There's been a *lot* of research in fault recovery through message logging and c...

the_why_of_y · on Nov 2, 2015

That's very interesting, I didn't know SMF could do that.

Let's see... init(1) is apparently restarted by the Solaris kernel automatically, which is different from Linux, no automatic kernel panic.

https://github.com/illumos/illumos-gate/blob/master/usr/src/...
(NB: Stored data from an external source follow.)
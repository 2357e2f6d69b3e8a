//! Factory presets.
//!
//! Each preset is a complete [`Settings`] snapshot; loading one replaces
//! every field.

use super::{
    CompressorSettings, EnvelopeSettings, FilterSettings, FmSettings, FmSource, FmTarget,
    LimiterSettings, NoiseSettings, OscillatorSettings, ReverbSettings, Settings,
};
use crate::dsp::{FilterType, NoiseType, Vowel, Waveform};

use Waveform::{Sawtooth, Sine, Square, Triangle};

pub const NAMES: [&str; 15] = [
    "classic-lead",
    "warm-pad",
    "vintage-bass",
    "bell-pad",
    "fm-electric",
    "analog-strings",
    "retro-pluck",
    "dreamy-choir",
    "punchy-saw",
    "ambient-texture",
    "vinyl-lo-fi",
    "digital-glitch",
    "ocean-pad",
    "wind-ambient",
    "chant",
];

fn osc(waveform: Waveform, octave: i32, level: f32, detune: f32, pan: f32) -> OscillatorSettings {
    OscillatorSettings::new(waveform, octave, level, detune, pan)
}

fn noise(kind: NoiseType, level: f32) -> NoiseSettings {
    NoiseSettings {
        kind,
        level,
        pan: 0.0,
    }
}

fn env(attack: f32, decay: f32, sustain: f32, release: f32) -> EnvelopeSettings {
    EnvelopeSettings {
        attack,
        decay,
        sustain,
        release,
    }
}

fn filter(kind: FilterType, cutoff: f32, resonance: f32, gain: f32) -> FilterSettings {
    FilterSettings {
        kind,
        cutoff,
        resonance,
        gain,
        vowel: Vowel::A,
    }
}

fn fm(amount: f32, source: FmSource, target: FmTarget, ratio: f32) -> FmSettings {
    FmSettings {
        amount,
        source,
        target,
        ratio,
    }
}

fn dynamics(
    comp: (f32, f32, f32, f32),
    limiter: (f32, f32),
) -> (CompressorSettings, LimiterSettings) {
    (
        CompressorSettings {
            threshold: comp.0,
            ratio: comp.1,
            attack: comp.2,
            release: comp.3,
        },
        LimiterSettings {
            threshold: limiter.0,
            release: limiter.1,
        },
    )
}

#[allow(clippy::too_many_arguments)]
fn preset(
    oscillators: [OscillatorSettings; 3],
    noise: NoiseSettings,
    volume: f32,
    envelope: EnvelopeSettings,
    filter: FilterSettings,
    fm: FmSettings,
    (compressor, limiter): (CompressorSettings, LimiterSettings),
    (room_size, wet): (f32, f32),
) -> Settings {
    Settings {
        oscillators,
        noise,
        envelope,
        filter,
        fm,
        compressor,
        limiter,
        reverb: ReverbSettings { room_size, wet },
        volume,
    }
}

fn no_fm() -> FmSettings {
    FmSettings::default()
}

/// Look up a factory preset by name.
pub fn by_name(name: &str) -> Option<Settings> {
    let settings = match name {
        "classic-lead" => preset(
            [
                osc(Sawtooth, 0, 0.8, 0.0, 0.0),
                osc(Sawtooth, 0, 0.6, -7.0, 0.2),
                osc(Sine, 1, 0.3, 0.0, -0.2),
            ],
            noise(NoiseType::White, 0.0),
            0.4,
            env(0.05, 0.2, 0.7, 0.3),
            filter(FilterType::Lowpass, 3_500.0, 8.0, 0.0),
            no_fm(),
            dynamics((-12.0, 4.0, 0.003, 0.25), (-3.0, 0.01)),
            (0.3, 0.15),
        ),
        "warm-pad" => preset(
            [
                osc(Triangle, 0, 0.7, 0.0, -0.3),
                osc(Triangle, 0, 0.7, 5.0, 0.3),
                osc(Sine, -1, 0.4, 0.0, 0.0),
            ],
            noise(NoiseType::Pink, 0.02),
            0.3,
            env(0.8, 0.5, 0.8, 1.2),
            filter(FilterType::Lowpass, 1_500.0, 2.0, 0.0),
            no_fm(),
            dynamics((-18.0, 3.0, 0.01, 0.3), (-6.0, 0.02)),
            (0.7, 0.35),
        ),
        "vintage-bass" => preset(
            [
                osc(Sawtooth, -1, 1.0, 0.0, 0.0),
                osc(Square, -1, 0.6, -12.0, 0.0),
                osc(Sine, -2, 0.3, 0.0, 0.0),
            ],
            noise(NoiseType::Brown, 0.05),
            0.5,
            env(0.01, 0.4, 0.3, 0.2),
            filter(FilterType::Lowpass, 800.0, 12.0, 0.0),
            no_fm(),
            dynamics((-8.0, 6.0, 0.001, 0.1), (-2.0, 0.005)),
            (0.1, 0.05),
        ),
        "bell-pad" => preset(
            [
                osc(Sine, 0, 0.8, 0.0, 0.0),
                osc(Sine, 1, 0.6, 0.0, -0.4),
                osc(Sine, 2, 0.4, 0.0, 0.4),
            ],
            noise(NoiseType::White, 0.0),
            0.35,
            env(0.3, 0.8, 0.6, 2.0),
            filter(FilterType::Lowpass, 4_000.0, 3.0, 0.0),
            no_fm(),
            dynamics((-15.0, 3.0, 0.005, 0.4), (-4.0, 0.015)),
            (0.8, 0.4),
        ),
        "fm-electric" => preset(
            [
                osc(Sine, 0, 0.9, 0.0, 0.0),
                osc(Sine, 1, 0.5, 0.0, 0.3),
                osc(Sine, 0, 0.3, 7.0, -0.3),
            ],
            noise(NoiseType::White, 0.0),
            0.4,
            env(0.02, 0.6, 0.4, 0.8),
            filter(FilterType::Bandpass, 3_000.0, 4.0, 0.0),
            fm(200.0, FmSource::Osc2, FmTarget::Osc1, 2.0),
            dynamics((-10.0, 5.0, 0.002, 0.15), (-3.0, 0.008)),
            (0.4, 0.25),
        ),
        "analog-strings" => preset(
            [
                osc(Sawtooth, 0, 0.7, -5.0, -0.2),
                osc(Sawtooth, 0, 0.7, 5.0, 0.2),
                osc(Square, -1, 0.4, 0.0, 0.0),
            ],
            noise(NoiseType::White, 0.0),
            0.3,
            env(0.6, 0.4, 0.9, 1.5),
            filter(FilterType::Highshelf, 2_200.0, 6.0, 3.0),
            no_fm(),
            dynamics((-16.0, 4.0, 0.01, 0.35), (-5.0, 0.02)),
            (0.6, 0.3),
        ),
        "retro-pluck" => preset(
            [
                osc(Square, 0, 0.8, 0.0, 0.0),
                osc(Square, 1, 0.4, -12.0, 0.0),
                osc(Triangle, 0, 0.0, 0.0, 0.0),
            ],
            noise(NoiseType::Pink, 0.08),
            0.45,
            env(0.01, 0.3, 0.1, 0.4),
            filter(FilterType::Peaking, 4_500.0, 15.0, 8.0),
            no_fm(),
            dynamics((-8.0, 8.0, 0.001, 0.08), (-2.0, 0.003)),
            (0.2, 0.1),
        ),
        "dreamy-choir" => preset(
            [
                osc(Triangle, 0, 0.6, -3.0, -0.4),
                osc(Triangle, 0, 0.6, 3.0, 0.4),
                osc(Sine, 1, 0.4, 0.0, 0.0),
            ],
            noise(NoiseType::White, 0.0),
            0.25,
            env(1.2, 0.6, 0.8, 2.5),
            filter(FilterType::Lowpass, 1_800.0, 1.0, 0.0),
            no_fm(),
            dynamics((-20.0, 2.0, 0.02, 0.5), (-8.0, 0.03)),
            (0.9, 0.5),
        ),
        "punchy-saw" => preset(
            [
                osc(Sawtooth, 0, 1.0, 0.0, 0.0),
                osc(Sawtooth, 0, 0.8, -7.0, 0.0),
                osc(Square, -1, 0.2, 0.0, 0.0),
            ],
            noise(NoiseType::White, 0.0),
            0.4,
            env(0.001, 0.15, 0.6, 0.25),
            filter(FilterType::Highpass, 5_000.0, 10.0, 0.0),
            no_fm(),
            dynamics((-6.0, 10.0, 0.0005, 0.05), (-1.0, 0.002)),
            (0.1, 0.08),
        ),
        "ambient-texture" => preset(
            [
                osc(Triangle, 0, 0.5, -8.0, -0.6),
                osc(Sine, 1, 0.4, 8.0, 0.6),
                osc(Triangle, -1, 0.6, 0.0, 0.0),
            ],
            noise(NoiseType::Pink, 0.15),
            0.2,
            env(2.0, 1.5, 0.9, 3.0),
            filter(FilterType::Notch, 1_200.0, 3.0, 0.0),
            fm(50.0, FmSource::Osc3, FmTarget::All, 0.5),
            dynamics((-22.0, 2.0, 0.05, 0.8), (-10.0, 0.05)),
            (1.0, 0.6),
        ),
        "vinyl-lo-fi" => preset(
            [
                osc(Triangle, 0, 0.7, 0.0, 0.0),
                osc(Sine, 0, 0.5, -3.0, -0.2),
                osc(Sine, 1, 0.3, 3.0, 0.2),
            ],
            noise(NoiseType::Crackle, 0.25),
            0.4,
            env(0.3, 0.4, 0.7, 0.8),
            filter(FilterType::Lowshelf, 1_800.0, 4.0, -3.0),
            no_fm(),
            dynamics((-15.0, 6.0, 0.01, 0.2), (-4.0, 0.01)),
            (0.4, 0.2),
        ),
        "digital-glitch" => preset(
            [
                osc(Square, 0, 0.6, 0.0, -0.3),
                osc(Sawtooth, 0, 0.4, -12.0, 0.3),
                osc(Triangle, 1, 0.2, 7.0, 0.0),
            ],
            noise(NoiseType::Digital, 0.4),
            0.45,
            env(0.001, 0.2, 0.4, 0.3),
            filter(FilterType::Bandpass, 3_500.0, 12.0, 0.0),
            no_fm(),
            dynamics((-8.0, 8.0, 0.0005, 0.05), (-2.0, 0.002)),
            (0.1, 0.05),
        ),
        "ocean-pad" => preset(
            [
                osc(Sine, 0, 0.5, 0.0, -0.4),
                osc(Triangle, 0, 0.4, 5.0, 0.4),
                osc(Sine, -1, 0.3, 0.0, 0.0),
            ],
            noise(NoiseType::Ocean, 0.6),
            0.25,
            env(1.5, 1.0, 0.8, 2.5),
            filter(FilterType::Lowpass, 1_500.0, 2.0, 0.0),
            no_fm(),
            dynamics((-20.0, 3.0, 0.02, 0.4), (-8.0, 0.03)),
            (0.8, 0.4),
        ),
        "wind-ambient" => preset(
            [
                osc(Triangle, 0, 0.3, -5.0, -0.6),
                osc(Sine, 1, 0.2, 5.0, 0.6),
                osc(Triangle, -1, 0.4, 0.0, 0.0),
            ],
            noise(NoiseType::Wind, 0.8),
            0.2,
            env(2.5, 2.0, 0.9, 4.0),
            filter(FilterType::Allpass, 800.0, 1.0, 0.0),
            fm(30.0, FmSource::Osc3, FmTarget::All, 0.3),
            dynamics((-25.0, 2.0, 0.05, 1.0), (-12.0, 0.05)),
            (1.0, 0.7),
        ),
        "chant" | "dalai-lama-chant" => {
            let mut chant = preset(
                [
                    osc(Sawtooth, 0, 0.8, 0.0, 0.0),
                    osc(Sawtooth, -1, 0.6, -3.0, 0.0),
                    osc(Triangle, 1, 0.3, 2.0, 0.0),
                ],
                noise(NoiseType::Pink, 0.05),
                0.35,
                env(0.8, 0.4, 0.9, 1.5),
                filter(FilterType::Formant, 2_000.0, 1.0, 0.0),
                no_fm(),
                dynamics((-18.0, 4.0, 0.01, 0.3), (-6.0, 0.02)),
                (0.8, 0.4),
            );
            chant.filter.vowel = Vowel::O;
            chant
        }
        _ => return None,
    };

    Some(settings)
}

/// Every factory preset, in menu order.
pub fn all() -> impl Iterator<Item = (&'static str, Settings)> {
    NAMES
        .into_iter()
        .filter_map(|name| by_name(name).map(|settings| (name, settings)))
}

#[cfg(test)]
mod tests {
    use super::*;

    #[test]
    fn every_name_resolves() {
        assert_eq!(all().count(), NAMES.len());
        assert!(by_name("no-such-preset").is_none());
    }

    #[test]
    fn presets_are_within_documented_ranges() {
        for (name, settings) in all() {
            let mut repaired = settings;
            super::super::param::sanitize(&mut repaired);
            assert_eq!(repaired, settings, "{} has out-of-range fields", name);
        }
    }

    #[test]
    fn fm_electric_routes_osc2_into_osc1() {
        let s = by_name("fm-electric").unwrap();
        assert_eq!(s.fm.source, FmSource::Osc2);
        assert_eq!(s.fm.target, FmTarget::Osc1);
        assert_eq!(s.fm.amount, 200.0);
        assert_eq!(s.fm.ratio, 2.0);
    }

    #[test]
    fn chant_uses_formant_o() {
        let s = by_name("chant").unwrap();
        assert_eq!(s.filter.kind, FilterType::Formant);
        assert_eq!(s.filter.vowel, Vowel::O);
        assert_eq!(by_name("dalai-lama-chant"), Some(s));
    }
}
  * State File and Restartability
  *   Premature exit by init(1M) is handled as a special case by the kernel:
  *   init(1M) will be immediately re-executed, retaining its original PID.  (PID
  *   1 in the global zone.)  To track the processes it has previously spawned,
  *   as well as other mutable state, init(1M) regularly updates a state file
  *   such that its subsequent invocations have knowledge of its various
  *   dependent processes and duties.

Then init(1) and SMF's svc.startd(1) seem to have a bit of a relationship:

  * Process Contracts
  *   We start svc.startd(1M) in a contract and transfer inherited contracts when
  *   restarting it.  Everything else is started using the legacy contract
  *   template, and the created contracts are abandoned when they become empty.

So init(1) creates the initial contract for svc.startd(1), then the latter creates nested contracts below that. (Aside: doing the equivalent cgroup manipulation on Linux would run afoul of the notorious one-writer rule.)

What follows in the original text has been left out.